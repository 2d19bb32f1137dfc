use std::sync::Arc;

use anyhow::{Context, Result};
use chrono::Utc;
use colored::Colorize;

use crate::core::config::AppConfig;
use crate::core::network_monitor::{
    HttpNodeStatsSource, MonitorState, NetworkMonitor, StatsSnapshot,
};
use crate::logging::Logger;

/// Fetch node stats once, evaluate them and print the snapshot.
///
/// Alerts do not affect the exit status; fetch and config errors do.
pub async fn execute(config: AppConfig, json: bool) -> Result<()> {
    let log = Logger::global();

    let source = HttpNodeStatsSource::new(
        config.stats_url.as_str(),
        config.max_response_size,
        config.request_timeout,
        log.with_target("netmon::scraper"),
    )
    .context("Failed to build stats client")?;

    let mut settings = config.monitor_settings();
    settings.initial_state = MonitorState::Active;
    let monitor = NetworkMonitor::new(settings, Arc::new(source), log)
        .context("Failed to create network monitor")?;

    monitor
        .check_nodes(Utc::now())
        .await
        .with_context(|| format!("Failed to check nodes from {}", config.stats_url))?;

    let snapshot = monitor
        .latest_snapshot()
        .context("No snapshot was recorded")?;

    if json {
        let text = serde_json::to_string_pretty(&snapshot).context("Failed to serialize snapshot")?;
        println!("{}", text);
    } else {
        print_snapshot(&config, &snapshot);
    }
    Ok(())
}

fn flag(alert: bool) -> colored::ColoredString {
    if alert {
        "ALERT".red().bold()
    } else {
        "ok".green()
    }
}

fn print_snapshot(config: &AppConfig, snapshot: &StatsSnapshot) {
    let working = snapshot.nodes.working_nodes().len();
    let down = snapshot.nodes.down_nodes().len();

    println!(
        "{} {}",
        "Network".bold(),
        config.network.to_string().cyan()
    );
    println!("  checked at:  {}", snapshot.created_at.to_rfc3339());
    println!("  max height:  {}", snapshot.max_height);
    println!(
        "  nodes:       {} total, {} working, {} down",
        snapshot.nodes.len(),
        working.to_string().green(),
        if down > 0 {
            down.to_string().red()
        } else {
            down.to_string().normal()
        }
    );
    println!();
    println!("  down nodes:  {}", flag(snapshot.down_nodes_alert));
    println!("  height:      {}", flag(snapshot.height_alert));
    println!("  state hash:  {}", flag(snapshot.state_hash_alert));
    println!();

    if snapshot.has_alert() {
        println!("{}", "✗ Network criteria raised an alert".red());
    } else {
        println!("{}", "✓ Network operates normally".green());
    }

    for node in snapshot.nodes.iter() {
        let height = if node.is_down() {
            "down".red().to_string()
        } else {
            node.height.to_string()
        };
        println!("  {} {} {}", "•".cyan(), node.domain.bold(), height);
    }
}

GOAL OF THE EXERCISE
Return nothing but the lines from the first line of the listing through the line with "config errors do.", please, keeping every one of them unchanged.

EXERCISE SOLUTION
repository 2d19bb32f1137dfc
use std::sync::Arc;

use anyhow::{Context, Result};
use chrono::Utc;
use colored::Colorize;

use crate::core::config::AppConfig;
use crate::core::network_monitor::{
    HttpNodeStatsSource, MonitorState, NetworkMonitor, StatsSnapshot,
};
use crate::logging::Logger;

/// Fetch node stats once, evaluate them and print the snapshot.
///
/// Alerts do not affect the exit status; fetch and config errors do.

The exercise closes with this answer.